Modification of a dioxygen carrier, hemoCD, with PEGylated dendrons for extension of circulation time in the bloodstream.

A supramolecular diatomic receptor, hemoCD, was modified with PEGylated dendrons to extend its circulation time in the bloodstream. The core component was 4-oxo-4-[[4-(10,15,20-tris(4-sulfonatophenyl)-21H,23H-porphin-5-yl)phenyl]amino]butanoic acid (Por-COOH). The building block of the dendrons was Fmoc-4-amino-4-(2-carboxyethyl)heptanedioic acid (FmocTA), which was condensed with α-amino-ω-methoxy-poly(ethylene glycol) (PEG(5000)-NH(2)) to yield an FmocG1-dendron.
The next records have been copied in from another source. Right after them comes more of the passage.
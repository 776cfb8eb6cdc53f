//! Suite pipeline: build, inspect, simulate and classify every requested
//! (benchmark, opt) pair, then aggregate.

use std::path::PathBuf;

use serde::Serialize;
use tracing::{info, info_span, warn};

use crate::build::{Artifact, BuildLayout, OptLevel};
use crate::error::BuildError;
use crate::inspect;
use crate::registry::{BenchmarkInfo, HaltSemantics};
use crate::sim::{self, Halt, RunResult, SimConfig};
use crate::status::{RunStatus, classify};

/// The external stages of one measurement.
pub trait SuiteBackend {
    /// Produce the artifact for a pair.
    fn build(&self, bench: &BenchmarkInfo, opt: OptLevel) -> Result<Artifact, BuildError>;

    /// Code section size of a built artifact (0 when unavailable).
    fn code_size(&self, artifact: &Artifact) -> u64;

    /// Execute a built artifact.
    fn simulate(&self, artifact: &Artifact) -> RunResult;
}

/// Backend driving `make`, `llvm-size` and the simulator.
#[derive(Debug, Clone)]
pub struct ToolchainBackend {
    pub layout: BuildLayout,
    pub size_tool: PathBuf,
    pub sim: SimConfig,
}

impl SuiteBackend for ToolchainBackend {
    fn build(&self, bench: &BenchmarkInfo, opt: OptLevel) -> Result<Artifact, BuildError> {
        self.layout.build(bench.name, opt)
    }

    fn code_size(&self, artifact: &Artifact) -> u64 {
        inspect::code_size(&self.size_tool, &artifact.elf)
    }

    fn simulate(&self, artifact: &Artifact) -> RunResult {
        sim::run_image(&self.sim, &artifact.image)
    }
}

/// Progress hooks for callers that display the run as it happens.
pub trait SuiteObserver {
    fn pair_started(&mut self, _bench: &BenchmarkInfo, _opt: OptLevel) {}
    fn pair_finished(&mut self, _record: &MetricsRecord) {}
}

impl SuiteObserver for () {}

/// Measurements for one (benchmark, opt) pair.
#[derive(Debug, Clone, PartialEq, Eq, Serialize)]
pub struct MetricsRecord {
    pub bench: String,
    pub opt: OptLevel,
    pub status: RunStatus,
    /// `.text` bytes.
    pub code_size: u64,
    pub steps: u64,
    pub cycles: u64,
    /// Raw terminal condition; absent when the build failed.
    #[serde(skip_serializing_if = "Option::is_none")]
    pub halt: Option<Halt>,
    #[serde(skip_serializing_if = "Option::is_none")]
    pub error: Option<String>,
}

impl MetricsRecord {
    /// Degraded record for a pair whose build failed.
    #[must_use]
    pub fn build_failure(bench: &str, opt: OptLevel, error: impl Into<String>) -> Self {
        Self {
            bench: bench.to_string(),
            opt,
            status: RunStatus::BuildFail,
            code_size: 0,
            steps: 0,
            cycles: 0,
            halt: None,
            error: Some(error.into()),
        }
    }

    #[must_use]
    pub fn from_run(bench: &str, opt: OptLevel, code_size: u64, run: RunResult) -> Self {
        Self {
            bench: bench.to_string(),
            opt,
            status: classify(&run.halt),
            code_size,
            steps: run.steps,
            cycles: run.cycles,
            halt: Some(run.halt),
            error: run.error,
        }
    }
}

/// Measure a single pair. A build failure stops the pair before inspection
/// or simulation and yields a `BUILD_FAIL` record.
pub fn run_pair<B: SuiteBackend + ?Sized>(
    backend: &B,
    bench: &BenchmarkInfo,
    opt: OptLevel,
) -> MetricsRecord {
    let _span = info_span!("pair", bench = bench.name, opt = %opt).entered();

    let artifact = match backend.build(bench, opt) {
        Ok(artifact) => artifact,
        Err(e) => {
            warn!("{e}");
            return MetricsRecord::build_failure(bench.name, opt, e.to_string());
        }
    };

    let code_size = backend.code_size(&artifact);
    let run = backend.simulate(&artifact);
    let record = MetricsRecord::from_run(bench.name, opt, code_size, run);

    if record.status == RunStatus::Limit && bench.halt == HaltSemantics::Idle {
        warn!(
            halt = ?record.halt,
            "expected {} halt, run was capped",
            bench.halt.as_str()
        );
    }
    record
}

/// Measure every pair, opt level outer and benchmark inner.
///
/// Returns exactly one record per pair, in request order.
pub fn run_suite<B, O>(
    backend: &B,
    benches: &[&BenchmarkInfo],
    opts: &[OptLevel],
    observer: &mut O,
) -> Vec<MetricsRecord>
where
    B: SuiteBackend + ?Sized,
    O: SuiteObserver + ?Sized,
{
    let mut records = Vec::with_capacity(benches.len() * opts.len());
    for &opt in opts {
        for bench in benches {
            observer.pair_started(bench, opt);
            let record = run_pair(backend, bench, opt);
            crate::metrics::record_outcome(&record);
            observer.pair_finished(&record);
            records.push(record);
        }
    }
    let summary = SuiteSummary::from_records(&records);
    info!(passed = summary.passed, total = summary.total, "suite finished");
    records
}

/// Pass count over a finished suite.
#[derive(Debug, Clone, Copy, PartialEq, Eq)]
pub struct SuiteSummary {
    pub passed: usize,
    pub total: usize,
}

impl SuiteSummary {
    #[must_use]
    pub fn from_records(records: &[MetricsRecord]) -> Self {
        Self {
            passed: records.iter().filter(|r| r.status.is_pass()).count(),
            total: records.len(),
        }
    }

    #[must_use]
    pub const fn all_passed(&self) -> bool {
        self.passed == self.total
    }

    /// 0 when every record passed, 1 otherwise.
    #[must_use]
    pub const fn exit_code(&self) -> i32 {
        if self.all_passed() { 0 } else { 1 }
    }
}

impl std::fmt::Display for SuiteSummary {
    fn fmt(&self, f: &mut std::fmt::Formatter<'_>) -> std::fmt::Result {
        write!(f, "{}/{} passed", self.passed, self.total)
    }
}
After deprotection, the G1-dendron was condensed with Por-COOH to yield G1-Por. A precursor (FmocNA) of an FmocG2-dendron was prepared via a condensation reaction of 4-amino-4-(2-t-butoxycarbonylethyl)heptanedioic acid di-t-butyl ester (TA-E) with FmocTA followed by hydrolysis of the resultant nona-carboxylic acid nona-t-butyl ester. Condensation of FmocNA with PEG(5000)-NH(2) yielded an FmocG2-dendron. After deprotection, the G2-dendron was condensed with Por-COOH to yield G2-Por. The ferrous complexes of G1- and G2-Pors formed stable 1:1 inclusion complexes with Py3CD, a per-O-methylated β-cyclodextrin dimer with a pyridine linker, in aqueous solution yielding supramolecular complexes designated as G1-hemoCD and G2-hemoCD, respectively. Both G1- and G2-hemoCDs bound molecular oxygen, with the O(2) affinities (P(1/2)) of hemoCD, G1-, and G2-hemoCDs at pH 7.4 and 37 °C being 22, 20, and 20 Torr, respectively. The modification of hemoCD with the dendrons did not cause destabilization of the O(2) adducts via autoxidation, as indicated by their half-lives (t(1/2)) of 6.8, 6.1, and 5.5 h for hemoCD, G1-, and G2-hemoCDs, respectively. The blood concentration-time curves of G1- and G2-hemoCDs injected into the bloodstream of rats exhibited two phases, with the half-lives of the fast and slow decays being 0.45 and 5.3 h, respectively, for G1-hemoCD, and 0.20 and 12.8 h, respectively, for G2-hemoCD. The half-lives of hemoCD were 0.02 and 0.50 h, respectively. The circulation time of hemoCD was markedly extended by its modification with the PEGylated dendrons, which was very effective in protecting hemoCD against opsonization for uptake by the reticuloendothelial system.